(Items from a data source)
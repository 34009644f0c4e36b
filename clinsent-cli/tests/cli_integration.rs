//! Integration tests for the clinsent CLI

use assert_cmd::Command;
use predicates::prelude::*;
use std::fs;
use tempfile::TempDir;

/// Helper to get the path to a test fixture
fn fixture_path(name: &str) -> String {
    format!("tests/fixtures/{}", name)
}

#[test]
fn test_process_clinical_note() {
    let mut cmd = Command::cargo_bin("clinsent").unwrap();
    cmd.arg("process").arg("-i").arg(fixture_path("note.json"));

    cmd.assert()
        .success()
        .stdout(predicate::str::contains("Patient admis pour fièvre.\n"))
        .stdout(predicate::str::contains(
            "Température à 38 le soir Page 1 sans frissons\n",
        ))
        .stdout(predicate::str::contains("Traitement par paracétamol.\n"));
}

#[test]
fn test_keep_excluded_changes_boundaries() {
    let mut cmd = Command::cargo_bin("clinsent").unwrap();
    cmd.arg("process")
        .arg("-i")
        .arg(fixture_path("note.json"))
        .arg("--keep-excluded");

    // the page header is now evaluated: "Page" follows a newline and is
    // capitalised, so it opens a sentence of its own
    cmd.assert()
        .success()
        .stdout(predicate::str::contains("Température à 38 le soir\n"))
        .stdout(predicate::str::contains("Page 1 sans frissons\n"));
}

#[test]
fn test_json_output() {
    let mut cmd = Command::cargo_bin("clinsent").unwrap();
    cmd.arg("process")
        .arg("-i")
        .arg(fixture_path("batch.json"))
        .arg("-f")
        .arg("json");

    cmd.assert()
        .success()
        .stdout(predicate::str::contains("\"document\": \"first\""))
        .stdout(predicate::str::contains("\"document\": \"batch#1\""))
        .stdout(predicate::str::contains("\"text\": \"leave.\""))
        .stdout(predicate::str::contains("\"start\""));
}

#[test]
fn test_markdown_output() {
    let mut cmd = Command::cargo_bin("clinsent").unwrap();
    cmd.arg("process")
        .arg("-i")
        .arg(fixture_path("batch.json"))
        .arg("-f")
        .arg("markdown");

    cmd.assert()
        .success()
        .stdout(predicate::str::contains("## first"))
        .stdout(predicate::str::contains("1. Go."))
        .stdout(predicate::str::contains("---"))
        .stdout(predicate::str::contains("*Total sentences: 4*"));
}

#[test]
fn test_no_check_capitalized() {
    let mut cmd = Command::cargo_bin("clinsent").unwrap();
    cmd.arg("process")
        .arg("-i")
        .arg(fixture_path("batch.json"))
        .arg("-f")
        .arg("markdown")
        .arg("--no-check-capitalized");

    cmd.assert()
        .success()
        .stdout(predicate::str::contains("*Total sentences: 5*"));
}

#[test]
fn test_glob_pattern_and_output_file() {
    let temp_dir = TempDir::new().unwrap();
    let output = temp_dir.path().join("sentences.txt");

    let mut cmd = Command::cargo_bin("clinsent").unwrap();
    cmd.arg("process")
        .arg("-i")
        .arg("tests/fixtures/*.json")
        .arg("-o")
        .arg(&output)
        .arg("-q");

    cmd.assert().success();

    let written = fs::read_to_string(output).unwrap();
    assert!(written.contains("Go."));
    assert!(written.contains("Traitement par paracétamol."));
}

#[test]
fn test_missing_input_fails() {
    let mut cmd = Command::cargo_bin("clinsent").unwrap();
    cmd.arg("process").arg("-i").arg("tests/fixtures/*.missing");

    cmd.assert()
        .failure()
        .stderr(predicate::str::contains("No files found"));
}

#[test]
fn test_config_file_is_applied() {
    let temp_dir = TempDir::new().unwrap();
    let config = temp_dir.path().join("clinsent.toml");
    fs::write(&config, "punct_chars = [\"!\"]\n").unwrap();

    let mut cmd = Command::cargo_bin("clinsent").unwrap();
    cmd.arg("process")
        .arg("-i")
        .arg(fixture_path("batch.json"))
        .arg("-c")
        .arg(&config)
        .arg("-f")
        .arg("markdown");

    // "." no longer ends a sentence, only the capitalised restart remains
    cmd.assert()
        .success()
        .stdout(predicate::str::contains("*Total sentences: 3*"));
}

#[test]
fn test_generate_then_validate_config() {
    let temp_dir = TempDir::new().unwrap();
    let config = temp_dir.path().join("clinsent.toml");

    Command::cargo_bin("clinsent")
        .unwrap()
        .arg("generate-config")
        .arg("-o")
        .arg(&config)
        .assert()
        .success()
        .stdout(predicate::str::contains("generated successfully"));

    Command::cargo_bin("clinsent")
        .unwrap()
        .arg("validate")
        .arg("-c")
        .arg(&config)
        .assert()
        .success()
        .stdout(predicate::str::contains("Configuration is valid"))
        .stdout(predicate::str::contains("Xxxxx"));
}

#[test]
fn test_validate_reports_deprecated_option() {
    let temp_dir = TempDir::new().unwrap();
    let config = temp_dir.path().join("legacy.toml");
    fs::write(&config, "use_endlines = true\n").unwrap();

    Command::cargo_bin("clinsent")
        .unwrap()
        .arg("validate")
        .arg("-c")
        .arg(&config)
        .assert()
        .success()
        .stdout(predicate::str::contains("use_endlines"));
}

#[test]
fn test_validate_rejects_malformed_config() {
    let temp_dir = TempDir::new().unwrap();
    let config = temp_dir.path().join("bad.toml");
    fs::write(&config, "capitalized_shapes = 3\n").unwrap();

    Command::cargo_bin("clinsent")
        .unwrap()
        .arg("validate")
        .arg("-c")
        .arg(&config)
        .assert()
        .failure()
        .stdout(predicate::str::contains("Configuration is invalid"));
}
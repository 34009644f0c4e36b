//! Coarse word shapes
//!
//! A shape maps every uppercase letter to `X`, lowercase letter to `x`,
//! decimal digit to `d` and keeps any other character. Runs of the same shape
//! character are cut after four, so `Hospital` and `Patient` both have the
//! shape `Xxxxx`.

/// Texts at least this long all share the shape [`LONG_SHAPE`]
pub const MAX_SHAPE_INPUT: usize = 100;

/// Shape of over-long texts
pub const LONG_SHAPE: &str = "LONG";

const MAX_RUN: usize = 4;

/// Compute the shape of a token text
pub fn word_shape(text: &str) -> String {
    if text.chars().count() >= MAX_SHAPE_INPUT {
        return LONG_SHAPE.to_string();
    }

    let mut shape = String::with_capacity(text.len());
    let mut last: Option<char> = None;
    let mut run = 0;

    for ch in text.chars() {
        let class = shape_char(ch);
        if Some(class) == last {
            run += 1;
        } else {
            run = 0;
            last = Some(class);
        }
        if run < MAX_RUN {
            shape.push(class);
        }
    }

    shape
}

#[inline]
fn shape_char(ch: char) -> char {
    if ch.is_alphabetic() {
        if ch.is_uppercase() {
            'X'
        } else {
            'x'
        }
    } else if ch.is_ascii_digit() {
        'd'
    } else {
        ch
    }
}
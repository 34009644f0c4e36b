//! Generate config command implementation

use anyhow::{Context, Result};
use clap::Args;
use clinsent_core::Config;
use std::path::PathBuf;

/// Arguments for the generate-config command
#[derive(Debug, Args)]
pub struct GenerateConfigArgs {
    /// Output file path
    #[arg(short, long, value_name = "FILE", required = true)]
    pub output: PathBuf,
}

impl GenerateConfigArgs {
    /// Execute the generate-config command
    pub fn execute(&self) -> Result<()> {
        use std::fs;

        println!("Generating classifier configuration template...");
        println!("  Output file: {}", self.output.display());

        let template = self.generate_template()?;

        fs::write(&self.output, template)
            .with_context(|| format!("Failed to write to {}", self.output.display()))?;

        println!("✓ Configuration template generated successfully!");
        println!();
        println!("Next steps:");
        println!("1. Edit the punctuation and shape lists");
        println!("2. Validate your configuration:");
        println!("   clinsent validate --config {}", self.output.display());
        println!("3. Use it for processing:");
        println!(
            "   clinsent process -i notes/*.json --config {}",
            self.output.display()
        );

        Ok(())
    }

    /// Generate template configuration content
    fn generate_template(&self) -> Result<String> {
        let body = Config::default()
            .to_toml_string()
            .context("Failed to render default configuration")?;

        Ok(format!(
            "# Sentence boundary classifier configuration\n\
             #\n\
             # punct_chars        token texts that end a sentence\n\
             # capitalized_shapes shapes allowed to start a sentence after a newline\n\
             # ignore_excluded    skip tokens tagged as excluded\n\
             # check_capitalized  require a capitalized shape after a newline\n\n\
             {body}"
        ))
    }
}
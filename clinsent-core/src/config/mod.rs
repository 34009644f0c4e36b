//! Configuration API for the sentence classifier

pub mod defaults;
pub mod file;

use crate::error::{Error, Result};
use file::ConfigFile;
use std::collections::BTreeSet;
use std::fmt;
use std::path::Path;

/// Non-fatal problem found while building a configuration
#[derive(Debug, Clone, PartialEq, Eq)]
pub enum ConfigWarning {
    /// Option kept for backward compatibility; it no longer has any effect
    DeprecatedOption {
        /// Option name
        name: &'static str,
        /// Migration hint
        note: &'static str,
    },
    /// Key not recognised by the configuration schema
    UnknownOption(String),
}

impl fmt::Display for ConfigWarning {
    fn fmt(&self, f: &mut fmt::Formatter<'_>) -> fmt::Result {
        match self {
            ConfigWarning::DeprecatedOption { name, note } => {
                write!(f, "option '{name}' is deprecated and ignored: {note}")
            }
            ConfigWarning::UnknownOption(name) => write!(f, "unknown option '{name}' ignored"),
        }
    }
}

/// Classifier configuration
///
/// Fixed once built; share it freely between classifiers and threads.
#[derive(Debug, Clone, PartialEq, Eq)]
pub struct Config {
    pub(crate) punct_chars: BTreeSet<String>,
    pub(crate) capitalized_shapes: BTreeSet<String>,
    pub(crate) ignore_excluded: bool,
    pub(crate) check_capitalized: bool,
    pub(crate) warnings: Vec<ConfigWarning>,
}

impl Default for Config {
    fn default() -> Self {
        Self {
            punct_chars: defaults::PUNCT_CHARS.iter().map(|s| s.to_string()).collect(),
            capitalized_shapes: defaults::CAPITALIZED_SHAPES
                .iter()
                .map(|s| s.to_string())
                .collect(),
            ignore_excluded: defaults::IGNORE_EXCLUDED,
            check_capitalized: defaults::CHECK_CAPITALIZED,
            warnings: Vec::new(),
        }
    }
}

impl Config {
    /// Create a configuration builder
    pub fn builder() -> ConfigBuilder {
        ConfigBuilder::default()
    }

    /// Parse a configuration from TOML text
    pub fn from_toml_str(text: &str) -> Result<Self> {
        let file: ConfigFile = toml::from_str(text)?;
        ConfigBuilder::from(file).build()
    }

    /// Load a configuration from a TOML file
    pub fn from_file(path: impl AsRef<Path>) -> Result<Self> {
        let text = std::fs::read_to_string(path.as_ref())?;
        Self::from_toml_str(&text)
    }

    /// Render the effective configuration as TOML
    pub fn to_toml_string(&self) -> Result<String> {
        Ok(toml::to_string_pretty(&self.to_file())?)
    }

    /// Sentence-final punctuation texts
    pub fn punct_chars(&self) -> &BTreeSet<String> {
        &self.punct_chars
    }

    /// Shapes that allow a restart after a newline
    pub fn capitalized_shapes(&self) -> &BTreeSet<String> {
        &self.capitalized_shapes
    }

    /// Whether excluded tokens are skipped
    pub fn ignore_excluded(&self) -> bool {
        self.ignore_excluded
    }

    /// Whether a newline restart requires a capitalised shape
    pub fn check_capitalized(&self) -> bool {
        self.check_capitalized
    }

    /// Warnings collected while building
    pub fn warnings(&self) -> &[ConfigWarning] {
        &self.warnings
    }

    fn to_file(&self) -> ConfigFile {
        ConfigFile {
            punct_chars: Some(self.punct_chars.iter().cloned().collect()),
            capitalized_shapes: Some(self.capitalized_shapes.iter().cloned().collect()),
            ignore_excluded: Some(self.ignore_excluded),
            check_capitalized: Some(self.check_capitalized),
            ..ConfigFile::default()
        }
    }
}

/// Fluent builder for configuration
#[derive(Debug, Default)]
pub struct ConfigBuilder {
    punct_chars: Option<Vec<String>>,
    capitalized_shapes: Option<Vec<String>>,
    ignore_excluded: Option<bool>,
    check_capitalized: Option<bool>,
    use_endlines: Option<bool>,
    unknown: Vec<String>,
}

impl ConfigBuilder {
    /// Create a new configuration builder
    pub fn new() -> Self {
        Self::default()
    }

    /// Set the sentence-final punctuation (empty = builtin list)
    pub fn punct_chars<I, S>(mut self, chars: I) -> Self
    where
        I: IntoIterator<Item = S>,
        S: Into<String>,
    {
        self.punct_chars = Some(chars.into_iter().map(Into::into).collect());
        self
    }

    /// Set the capitalised shapes (empty = builtin set)
    pub fn capitalized_shapes<I, S>(mut self, shapes: I) -> Self
    where
        I: IntoIterator<Item = S>,
        S: Into<String>,
    {
        self.capitalized_shapes = Some(shapes.into_iter().map(Into::into).collect());
        self
    }

    /// Skip excluded tokens during the scan
    pub fn ignore_excluded(mut self, ignore: bool) -> Self {
        self.ignore_excluded = Some(ignore);
        self
    }

    /// Gate newline restarts on capitalisation
    pub fn check_capitalized(mut self, check: bool) -> Self {
        self.check_capitalized = Some(check);
        self
    }

    /// Accepted for older configurations; has no effect
    #[deprecated(note = "newline handling is always enabled")]
    pub fn use_endlines(mut self, value: bool) -> Self {
        self.use_endlines = Some(value);
        self
    }

    /// Build the configuration
    pub fn build(self) -> Result<Config> {
        let mut config = Config::default();

        if let Some(chars) = self.punct_chars.filter(|c| !c.is_empty()) {
            config.punct_chars = sanitize("punct_chars", chars)?;
        }

        if let Some(shapes) = self.capitalized_shapes.filter(|s| !s.is_empty()) {
            config.capitalized_shapes = sanitize("capitalized_shapes", shapes)?;
        }

        if let Some(ignore) = self.ignore_excluded {
            config.ignore_excluded = ignore;
        }

        if let Some(check) = self.check_capitalized {
            config.check_capitalized = check;
        }

        if self.use_endlines.is_some() {
            config.warnings.push(ConfigWarning::DeprecatedOption {
                name: "use_endlines",
                note: "newline handling is always enabled",
            });
        }

        config.warnings.extend(
            self.unknown
                .into_iter()
                .map(ConfigWarning::UnknownOption),
        );

        for warning in &config.warnings {
            tracing::warn!("{warning}");
        }

        Ok(config)
    }
}

impl From<ConfigFile> for ConfigBuilder {
    fn from(file: ConfigFile) -> Self {
        Self {
            punct_chars: file.punct_chars,
            capitalized_shapes: file.capitalized_shapes,
            ignore_excluded: file.ignore_excluded,
            check_capitalized: file.check_capitalized,
            use_endlines: file.use_endlines,
            unknown: file.unknown.into_keys().collect(),
        }
    }
}

fn sanitize(option: &str, values: Vec<String>) -> Result<BTreeSet<String>> {
    if values.iter().any(|v| v.is_empty()) {
        return Err(Error::Configuration(format!(
            "{option} must not contain empty strings"
        )));
    }
    Ok(values.into_iter().collect())
}
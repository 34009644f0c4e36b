//! Builtin vocabulary used when a configuration leaves a set empty

/// Token text of a bare line break
pub const NEWLINE: &str = "\n";

/// Sentence-final punctuation recognised out of the box
pub const PUNCT_CHARS: &[&str] = &[
    ".", "!", "?", "...", "…", "‼", "‽", "⁇", "⁈", "⁉", "։", "؟", "۔", "।", "॥", "።", "፧",
    "፨", "﹒", "﹖", "﹗", "．", "！", "？", "｡", "。",
];

/// Shapes of a single capitalised word (one capital, then lowercase letters)
///
/// Shapes collapse runs longer than four characters, so `Xxxxx` covers every
/// capitalised word of five letters or more.
pub const CAPITALIZED_SHAPES: &[&str] = &["Xx", "Xxx", "Xxxx", "Xxxxx"];

/// Excluded tokens are skipped by default
pub const IGNORE_EXCLUDED: bool = true;

/// Newline restarts are gated on capitalisation by default
pub const CHECK_CAPITALIZED: bool = true;
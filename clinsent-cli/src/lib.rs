//! clinsent CLI library
//!
//! This library provides the command-line interface for the clinsent
//! sentence boundary classifier.

pub mod commands;
pub mod error;
pub mod input;
pub mod output;
pub mod progress;

pub use error::{CliError, CliResult};
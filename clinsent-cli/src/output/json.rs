//! JSON output formatter

use super::OutputFormatter;
use anyhow::Result;
use clinsent_core::SentenceSpan;
use serde::{Deserialize, Serialize};
use std::io::Write;

/// JSON formatter - outputs sentences as JSON array
pub struct JsonFormatter<W: Write> {
    writer: W,
    document: String,
    sentences: Vec<SentenceData>,
}

/// Data structure for JSON output
#[derive(Debug, Serialize, Deserialize)]
pub struct SentenceData {
    /// Identifier of the source document
    pub document: String,
    /// The sentence text
    pub text: String,
    /// Index of the first token
    pub start: usize,
    /// Index one past the last token
    pub end: usize,
}

impl<W: Write> JsonFormatter<W> {
    /// Create a new JSON formatter
    pub fn new(writer: W) -> Self {
        Self {
            writer,
            document: String::new(),
            sentences: Vec::new(),
        }
    }
}

impl<W: Write + Send + Sync> OutputFormatter for JsonFormatter<W> {
    fn begin_document(&mut self, id: &str) -> Result<()> {
        self.document = id.to_string();
        Ok(())
    }

    fn format_sentence(&mut self, sentence: &str, span: SentenceSpan) -> Result<()> {
        self.sentences.push(SentenceData {
            document: self.document.clone(),
            text: sentence.to_string(),
            start: span.start,
            end: span.end,
        });
        Ok(())
    }

    fn finish(&mut self) -> Result<()> {
        serde_json::to_writer_pretty(&mut self.writer, &self.sentences)?;
        writeln!(self.writer)?;
        self.writer.flush()?;
        Ok(())
    }
}

#[cfg(test)]
mod tests {
    use super::*;

    #[test]
    fn test_json_records() {
        let mut formatter = JsonFormatter::new(Vec::new());
        formatter.begin_document("cr-1").unwrap();
        formatter
            .format_sentence("Go.", SentenceSpan { start: 0, end: 2 })
            .unwrap();
        formatter.begin_document("cr-2").unwrap();
        formatter
            .format_sentence("Leave.", SentenceSpan { start: 0, end: 2 })
            .unwrap();
        formatter.finish().unwrap();

        let records: Vec<SentenceData> = serde_json::from_slice(&formatter.writer).unwrap();
        assert_eq!(records.len(), 2);
        assert_eq!(records[0].document, "cr-1");
        assert_eq!(records[1].text, "Leave.");
        assert_eq!(records[1].end, 2);
    }

    #[test]
    fn test_empty_output_is_empty_array() {
        let mut formatter = JsonFormatter::new(Vec::new());
        formatter.finish().unwrap();
        assert_eq!(String::from_utf8(formatter.writer).unwrap().trim(), "[]");
    }
}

Work request: If a line falls between the first line of the records and the line containing "fn fixture_path(name: &str)", inclusive, repeat it exactly; leave out all others.

Result of the task:
repository 34009644f0c4e36b
filename clinsent-cli/tests/cli_integration.rs
//! Integration tests for the clinsent CLI

use assert_cmd::Command;
use predicates::prelude::*;
use std::fs;
use tempfile::TempDir;

/// Helper to get the path to a test fixture
fn fixture_path(name: &str) -> String {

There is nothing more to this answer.